Once your soap is at trace and you’ve blended in the essential oils, it’s time to make your swirl. Pour your mica powder on one side of the bowl and the charcoal on the other. Use the immersion blender to mix the colours in place. Use the spatula to drag each colour through the mix only once while in the bowl.
Pour your soap into the mold. Use a chopstick to create a figure-eight pattern through the soap. For my recipe, I added dried echinacea petals on top as they take on an earthy purple colour that compliments the soap well.
As you cut the soap, you’ll notice how each piece looks so incredibly different from one another. Some will have more white, others black or purple, and some a little bit of all three.
Let me know how this swirl method works out for you! And even better yet, how much you love the smell of this soap.
More Soap Recipes to Try
- Lovely Lemon Balm Soap
- Matcha Green Tea Soap Recipe
- Creamy Earl Grey Infused Soap Recipe
- Liquid Sunshine Soap with Dried Orange Slices
Black Pepper and Cedarwood Swirl Soap
- Safety gear (rubber gloves, face mask, apron, eye protection, etc.)
- Measure out your ingredients using a kitchen scale.
- Melt your oils and butters together over low heat until they reach 115°F.
- In a pyrex cup, combine your water and lye. Stir continnuously until fully dissolved and then cool in an ice bath until 115°F.

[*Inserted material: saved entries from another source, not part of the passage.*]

//! Data models for the delivery dataset.
//!
//! This module contains the row-level structures (raw and cleaned order
//! records) and the report structure handed to the report generator.

use crate::analysis::filters::FilterSet;
use crate::analysis::geo::{haversine_km, GeoPoint};
use crate::cleaning::NormalizeStats;
use crate::dashboard::ViewSet;
use chrono::{DateTime, NaiveDate, Utc};
use serde::{Deserialize, Serialize};

/// Column names every input file must carry, in dataset order.
pub const REQUIRED_COLUMNS: [&str; 18] = [
    "ID",
    "Delivery_person_ID",
    "Delivery_person_Age",
    "Delivery_person_Ratings",
    "Restaurant_latitude",
    "Restaurant_longitude",
    "Delivery_location_latitude",
    "Delivery_location_longitude",
    "Order_Date",
    "Weatherconditions",
    "Road_traffic_density",
    "Vehicle_condition",
    "Type_of_order",
    "Type_of_vehicle",
    "multiple_deliveries",
    "Festival",
    "City",
    "Time_taken(min)",
];

/// One order-delivery event exactly as read from the dataset.
///
/// Every field is kept as text, including incidental whitespace and the
/// `NaN` sentinels, so that cleaning decisions are made in one place.
#[derive(Debug, Clone, Default, PartialEq, Eq, Serialize, Deserialize)]
pub struct RawRecord {
    #[serde(rename = "ID")]
    pub id: String,
    #[serde(rename = "Delivery_person_ID")]
    pub courier_id: String,
    #[serde(rename = "Delivery_person_Age")]
    pub courier_age: String,
    #[serde(rename = "Delivery_person_Ratings")]
    pub courier_rating: String,
    #[serde(rename = "Restaurant_latitude")]
    pub restaurant_latitude: String,
    #[serde(rename = "Restaurant_longitude")]
    pub restaurant_longitude: String,
    #[serde(rename = "Delivery_location_latitude")]
    pub delivery_latitude: String,
    #[serde(rename = "Delivery_location_longitude")]
    pub delivery_longitude: String,
    #[serde(rename = "Order_Date")]
    pub order_date: String,
    #[serde(rename = "Weatherconditions")]
    pub weather: String,
    #[serde(rename = "Road_traffic_density")]
    pub traffic_density: String,
    #[serde(rename = "Vehicle_condition")]
    pub vehicle_condition: String,
    #[serde(rename = "Type_of_order")]
    pub order_type: String,
    #[serde(rename = "Type_of_vehicle")]
    pub vehicle_type: String,
    #[serde(rename = "multiple_deliveries")]
    pub multiple_deliveries: String,
    #[serde(rename = "Festival")]
    pub festival: String,
    #[serde(rename = "City")]
    pub city: String,
    #[serde(rename = "Time_taken(min)")]
    pub time_taken: String,
}

impl RawRecord {
    /// Look up a field by its dataset column name.
    pub fn field(&self, column: &str) -> Option<&str> {
        let value = match column {
            "ID" => &self.id,
            "Delivery_person_ID" => &self.courier_id,
            "Delivery_person_Age" => &self.courier_age,
            "Delivery_person_Ratings" => &self.courier_rating,
            "Restaurant_latitude" => &self.restaurant_latitude,
            "Restaurant_longitude" => &self.restaurant_longitude,
            "Delivery_location_latitude" => &self.delivery_latitude,
            "Delivery_location_longitude" => &self.delivery_longitude,
            "Order_Date" => &self.order_date,
            "Weatherconditions" => &self.weather,
            "Road_traffic_density" => &self.traffic_density,
            "Vehicle_condition" => &self.vehicle_condition,
            "Type_of_order" => &self.order_type,
            "Type_of_vehicle" => &self.vehicle_type,
            "multiple_deliveries" => &self.multiple_deliveries,
            "Festival" => &self.festival,
            "City" => &self.city,
            "Time_taken(min)" => &self.time_taken,
            _ => return None,
        };
        Some(value.as_str())
    }
}

/// A raw record together with the input line it started on.
#[derive(Debug, Clone, PartialEq, Eq)]
pub struct RawRow {
    /// 1-indexed line in the source file (the header is line 1).
    pub line: u64,
    pub record: RawRecord,
}

impl RawRow {
    pub fn new(line: u64, record: RawRecord) -> Self {
        Self { line, record }
    }
}

/// An order record after cleaning: no sentinels, typed numeric fields,
/// trimmed identifiers and categories.
#[derive(Debug, Clone, PartialEq, Serialize, Deserialize)]
pub struct CleanedRecord {
    #[serde(rename = "ID")]
    pub id: String,
    #[serde(rename = "Delivery_person_ID")]
    pub courier_id: String,
    #[serde(rename = "Delivery_person_Age")]
    pub courier_age: i32,
    #[serde(rename = "Delivery_person_Ratings")]
    pub courier_rating: f64,
    #[serde(rename = "Restaurant_latitude")]
    pub restaurant_latitude: f64,
    #[serde(rename = "Restaurant_longitude")]
    pub restaurant_longitude: f64,
    #[serde(rename = "Delivery_location_latitude")]
    pub delivery_latitude: f64,
    #[serde(rename = "Delivery_location_longitude")]
    pub delivery_longitude: f64,
    #[serde(rename = "Order_Date", with = "dmy_date")]
    pub order_date: NaiveDate,
    #[serde(rename = "Weatherconditions")]
    pub weather: String,
    #[serde(rename = "Road_traffic_density")]
    pub traffic_density: String,
    #[serde(rename = "Vehicle_condition")]
    pub vehicle_condition: i32,
    #[serde(rename = "Type_of_order")]
    pub order_type: String,
    #[serde(rename = "Type_of_vehicle")]
    pub vehicle_type: String,
    #[serde(rename = "multiple_deliveries")]
    pub multiple_deliveries: i32,
    #[serde(rename = "Festival")]
    pub festival: String,
    #[serde(rename = "City")]
    pub city: String,
    /// Delivery time in whole minutes.
    #[serde(rename = "Time_taken(min)")]
    pub time_taken: u32,
}

impl CleanedRecord {
    /// Zero-padded week of the year, with weeks starting on Sunday
    /// ("00" through "53").
    pub fn week_of_year(&self) -> String {
        self.order_date.format("%U").to_string()
    }

    pub fn restaurant_location(&self) -> GeoPoint {
        GeoPoint::new(self.restaurant_latitude, self.restaurant_longitude)
    }

    pub fn delivery_location(&self) -> GeoPoint {
        GeoPoint::new(self.delivery_latitude, self.delivery_longitude)
    }

    /// Great-circle distance from the restaurant to the delivery location.
    pub fn delivery_distance_km(&self) -> f64 {
        haversine_km(self.restaurant_location(), self.delivery_location())
    }
}

/// `DD-MM-YYYY` dates, the format used by the dataset's `Order_Date` column.
pub mod dmy_date {
    use chrono::NaiveDate;
    use serde::{Deserialize, Deserializer, Serializer};

    pub const FORMAT: &str = "%d-%m-%Y";

    pub fn parse(value: &str) -> Result<NaiveDate, chrono::ParseError> {
        NaiveDate::parse_from_str(value.trim(), FORMAT)
    }

    pub fn serialize<S: Serializer>(date: &NaiveDate, serializer: S) -> Result<S::Ok, S::Error> {
        serializer.collect_str(&date.format(FORMAT))
    }

    pub fn deserialize<'de, D: Deserializer<'de>>(deserializer: D) -> Result<NaiveDate, D::Error> {
        let value = String::deserialize(deserializer)?;
        parse(&value).map_err(serde::de::Error::custom)
    }

    /// The same format for optional dates (config cutoffs).
    pub mod option {
        use chrono::NaiveDate;
        use serde::{Deserialize, Deserializer, Serializer};

        pub fn serialize<S: Serializer>(
            date: &Option<NaiveDate>,
            serializer: S,
        ) -> Result<S::Ok, S::Error> {
            match date {
                Some(date) => serializer.collect_str(&date.format(super::FORMAT)),
                None => serializer.serialize_none(),
            }
        }

        pub fn deserialize<'de, D: Deserializer<'de>>(
            deserializer: D,
        ) -> Result<Option<NaiveDate>, D::Error> {
            let value = Option::<String>::deserialize(deserializer)?;
            value
                .map(|v| super::parse(&v).map_err(serde::de::Error::custom))
                .transpose()
        }
    }
}

/// Metadata about a dashboard report.
#[derive(Debug, Clone, Serialize, Deserialize)]
pub struct ReportMetadata {
    /// Path of the dataset that was analysed.
    pub dataset: String,
    /// Date and time the report was generated.
    pub generated_at: DateTime<Utc>,
    /// Filters applied before aggregation.
    pub filters: FilterSet,
    /// Rows read from the dataset.
    pub rows_read: usize,
    /// Rows that survived cleaning.
    pub rows_cleaned: usize,
    /// Duration of the run in seconds.
    pub duration_seconds: f64,
}

/// The complete dashboard report.
#[derive(Debug, Clone, Serialize, Deserialize)]
pub struct Report {
    pub metadata: ReportMetadata,
    /// Cleaning statistics, omitted when disabled in the config.
    #[serde(skip_serializing_if = "Option::is_none")]
    pub cleaning: Option<NormalizeStats>,
    pub views: ViewSet,
}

- With an immersion blender, combine your lye water and melted oils.
- At trace, add the essential oils and then blend again.
- Place your mica powder on one side of the bowl and the charcoal on the other. Mix in place with the immersion blender.
- Use a spatula to drag each colour across the bowl once. Pour into soap mold.
- Use a chopstick and make a figure eight pattern back and forth across the soap. Top it off with dried echinacea petals.
- Let the soap sit somewhere warm for 48 hours before cutting.
- Once cut, let the soap cure for a further 6 weeks in a cool, dark setting before using.